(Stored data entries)
——————————

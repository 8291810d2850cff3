//! Checkout and sale administration.
//!
//! `POST /sales` is open to anonymous callers; everything else needs an
//! admin token.

use axum::extract::State;
use axum::http::StatusCode;
use serde::{Deserialize, Serialize};
use tracing::info;

use warung_core::filter::{RawSalesQuery, SalesFilter};
use warung_core::validation::{non_blank, validate_notes};
use warung_core::{
    CartLine, NewSale, PaymentMethod, SaleStatus, SaleUpdate, SaleWithItems, ValidationError,
};

use crate::auth::{AdminUser, OptionalPrincipal};
use crate::error::ApiResult;
use crate::extract::{AppJson, AppPath, AppQuery};
use crate::routes::MessageBody;
use crate::state::AppState;

#[derive(Debug, Deserialize)]
#[serde(rename_all = "camelCase")]
pub struct CreateSaleRequest {
    pub customer_id: Option<i64>,
    #[serde(default)]
    pub items: Vec<CartLine>,
    /// `cash` when absent.
    pub payment_method: Option<String>,
    pub notes: Option<String>,
}

#[derive(Debug, Deserialize)]
pub struct UpdateSaleRequest {
    pub status: Option<String>,
    pub notes: Option<String>,
}

#[derive(Debug, Serialize)]
pub struct SaleBody {
    pub sale: SaleWithItems,
}

#[derive(Debug, Serialize)]
pub struct SalesBody {
    pub sales: Vec<SaleWithItems>,
}

/// `POST /sales`
pub async fn create_sale(
    State(state): State<AppState>,
    OptionalPrincipal(principal): OptionalPrincipal,
    AppJson(request): AppJson<CreateSaleRequest>,
) -> ApiResult<(StatusCode, AppJson<SaleBody>)> {
    let payment_method = non_blank(request.payment_method.as_deref())
        .map(str::parse::<PaymentMethod>)
        .transpose()?
        .unwrap_or_default();

    let new_sale = NewSale {
        customer_id: request.customer_id,
        items: request.items,
        payment_method,
        notes: request.notes,
    };

    let sale = state.db.sales().create_sale(&new_sale).await?;
    info!(
        sale_id = sale.sale.id,
        cashier = ?principal.as_ref().map(|p| &p.username),
        "Checkout completed"
    );

    Ok((StatusCode::CREATED, AppJson(SaleBody { sale })))
}

/// `GET /sales?startDate=&endDate=&status=&customerId=`
pub async fn list_sales(
    State(state): State<AppState>,
    _admin: AdminUser,
    AppQuery(raw): AppQuery<RawSalesQuery>,
) -> ApiResult<AppJson<SalesBody>> {
    let filter = SalesFilter::from_raw(&raw, state.report_offset)?;
    let sales = state.db.sales().list(&filter).await?;
    Ok(AppJson(SalesBody { sales }))
}

/// `GET /sales/{id}`
pub async fn get_sale(
    State(state): State<AppState>,
    _admin: AdminUser,
    AppPath(id): AppPath<i64>,
) -> ApiResult<AppJson<SaleBody>> {
    let sale = state.db.sales().get(id).await?;
    Ok(AppJson(SaleBody { sale }))
}

/// `PUT /sales/{id}` with `{status?, notes?}`. Stock is not touched.
pub async fn update_sale(
    State(state): State<AppState>,
    AdminUser(admin): AdminUser,
    AppPath(id): AppPath<i64>,
    AppJson(request): AppJson<UpdateSaleRequest>,
) -> ApiResult<AppJson<SaleBody>> {
    let status = non_blank(request.status.as_deref())
        .map(str::parse::<SaleStatus>)
        .transpose()?;
    if let Some(notes) = &request.notes {
        validate_notes(notes)?;
    }

    let update = SaleUpdate {
        status,
        notes: request.notes,
    };
    if update.is_empty() {
        return Err(ValidationError::Required {
            field: "status or notes".to_string(),
        }
        .into());
    }
    let sale = state.db.sales().update(id, &update).await?;
    info!(sale_id = id, status = %sale.sale.status, by = %admin.username, "Sale updated");

    Ok(AppJson(SaleBody { sale }))
}

/// `DELETE /sales/{id}`. Stock is not restored.
pub async fn delete_sale(
    State(state): State<AppState>,
    AdminUser(admin): AdminUser,
    AppPath(id): AppPath<i64>,
) -> ApiResult<AppJson<MessageBody>> {
    state.db.sales().delete(id).await?;
    info!(sale_id = id, by = %admin.username, "Sale deleted via API");

    Ok(AppJson(MessageBody::new("Sale deleted")))
}
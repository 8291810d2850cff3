//! API server configuration.
//!
//! Layered with the `config` crate, later sources overriding earlier ones:
//!
//! 1. Built-in defaults
//! 2. `warung.toml` in the working directory (optional)
//! 3. `WARUNG_*` environment variables (`WARUNG_PORT`, `WARUNG_JWT_SECRET`, ...)

use chrono::FixedOffset;
use config::builder::DefaultState;
use config::{Config, ConfigBuilder, Environment, File};
use serde::Deserialize;
use tracing::warn;
use warung_core::validation::parse_utc_offset;

/// Used outside production when no secret is configured.
const DEV_JWT_SECRET: &str = "warung-dev-secret-change-in-production";

/// API server configuration.
#[derive(Debug, Clone, Deserialize)]
pub struct AppConfig {
    /// Bind address
    pub host: String,

    /// HTTP port
    pub port: u16,

    /// SQLite database file
    pub database_path: String,

    /// Pool size
    pub db_max_connections: u32,

    /// HS256 signing secret (required in production)
    pub jwt_secret: Option<String>,

    /// Token lifetime in hours
    pub token_ttl_hours: i64,

    /// `development` or `production`
    pub environment: String,

    /// Fixed offset report days are computed in, e.g. `+07:00`
    pub report_utc_offset: String,

    /// Admin created at startup when the users table is empty
    pub admin_username: Option<String>,
    pub admin_password: Option<String>,
}

impl AppConfig {
    /// Load configuration from defaults, `warung.toml` and the environment.
    pub fn load() -> Result<Self, ConfigError> {
        let config = Self::defaults()?
            .add_source(File::with_name("warung").required(false))
            .add_source(Environment::with_prefix("WARUNG").try_parsing(true))
            .build()?;

        Self::from_config(config)
    }

    /// Builder pre-populated with every default.
    pub fn defaults() -> Result<ConfigBuilder<DefaultState>, ConfigError> {
        Ok(Config::builder()
            .set_default("host", "0.0.0.0")?
            .set_default("port", 8080)?
            .set_default("database_path", "warung.db")?
            .set_default("db_max_connections", 5)?
            .set_default("token_ttl_hours", 24)?
            .set_default("environment", "development")?
            .set_default("report_utc_offset", "+07:00")?)
    }

    /// Deserialize and validate a built configuration.
    pub fn from_config(config: Config) -> Result<Self, ConfigError> {
        let app_config: AppConfig = config.try_deserialize()?;
        app_config.validate()?;
        Ok(app_config)
    }

    /// Checks values the type system can't.
    pub fn validate(&self) -> Result<(), ConfigError> {
        if self.is_production() && self.jwt_secret.as_deref().map_or(true, str::is_empty) {
            return Err(ConfigError::MissingRequired("jwt_secret".to_string()));
        }

        if self.token_ttl_hours <= 0 {
            return Err(ConfigError::InvalidValue {
                key: "token_ttl_hours".to_string(),
                reason: "must be positive".to_string(),
            });
        }

        if self.db_max_connections == 0 {
            return Err(ConfigError::InvalidValue {
                key: "db_max_connections".to_string(),
                reason: "must be at least 1".to_string(),
            });
        }

        if self.admin_username.is_some() != self.admin_password.is_some() {
            return Err(ConfigError::InvalidValue {
                key: "admin_username".to_string(),
                reason: "admin_username and admin_password must be set together".to_string(),
            });
        }

        self.report_offset()?;
        Ok(())
    }

    pub fn is_production(&self) -> bool {
        self.environment.eq_ignore_ascii_case("production")
    }

    /// The signing secret, falling back to a fixed development secret.
    pub fn jwt_secret(&self) -> String {
        match self.jwt_secret.as_deref().filter(|s| !s.is_empty()) {
            Some(secret) => secret.to_string(),
            None => {
                warn!("WARUNG_JWT_SECRET not set, using the development secret");
                DEV_JWT_SECRET.to_string()
            }
        }
    }

    pub fn report_offset(&self) -> Result<FixedOffset, ConfigError> {
        parse_utc_offset(&self.report_utc_offset).map_err(|e| ConfigError::InvalidValue {
            key: "report_utc_offset".to_string(),
            reason: e.to_string(),
        })
    }

    pub fn token_ttl_secs(&self) -> i64 {
        self.token_ttl_hours * 3600
    }

    pub fn bind_address(&self) -> String {
        format!("{}:{}", self.host, self.port)
    }
}

/// Configuration error types.
#[derive(Debug, thiserror::Error)]
pub enum ConfigError {
    #[error("Failed to load configuration: {0}")]
    Load(#[from] config::ConfigError),

    #[error("Invalid value for {key}: {reason}")]
    InvalidValue { key: String, reason: String },

    #[error("Missing required configuration: {0}")]
    MissingRequired(String),
}

#[cfg(test)]
mod tests {
    use super::*;

    fn build(overrides: &[(&str, &str)]) -> Result<AppConfig, ConfigError> {
        let mut builder = AppConfig::defaults()?;
        for (key, value) in overrides {
            builder = builder.set_override(*key, *value)?;
        }
        AppConfig::from_config(builder.build()?)
    }

    #[test]
    fn test_defaults() {
        let config = build(&[]).unwrap();
        assert_eq!(config.port, 8080);
        assert_eq!(config.database_path, "warung.db");
        assert_eq!(config.token_ttl_secs(), 24 * 3600);
        assert_eq!(config.bind_address(), "0.0.0.0:8080");
        assert_eq!(
            config.report_offset().unwrap(),
            FixedOffset::east_opt(7 * 3600).unwrap()
        );
        assert!(!config.is_production());
        assert_eq!(config.jwt_secret(), DEV_JWT_SECRET);
    }

    #[test]
    fn test_production_requires_secret() {
        let err = build(&[("environment", "production")]).unwrap_err();
        assert!(matches!(err, ConfigError::MissingRequired(key) if key == "jwt_secret"));

        let config = build(&[("environment", "production"), ("jwt_secret", "s3cret")]).unwrap();
        assert_eq!(config.jwt_secret(), "s3cret");
    }

    #[test]
    fn test_bad_offset_rejected() {
        let err = build(&[("report_utc_offset", "WIB")]).unwrap_err();
        assert!(matches!(err, ConfigError::InvalidValue { key, .. } if key == "report_utc_offset"));
    }

    #[test]
    fn test_admin_credentials_come_in_pairs() {
        assert!(build(&[("admin_username", "owner")]).is_err());
        let config = build(&[("admin_username", "owner"), ("admin_password", "pw")]).unwrap();
        assert_eq!(config.admin_username.as_deref(), Some("owner"));
    }
}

——————————

Activity:
Go through the data and return each line where the word "deleted" appears.

Problem solution:
    info!(sale_id = id, by = %admin.username, "Sale deleted via API");
    Ok(AppJson(MessageBody::new("Sale deleted")))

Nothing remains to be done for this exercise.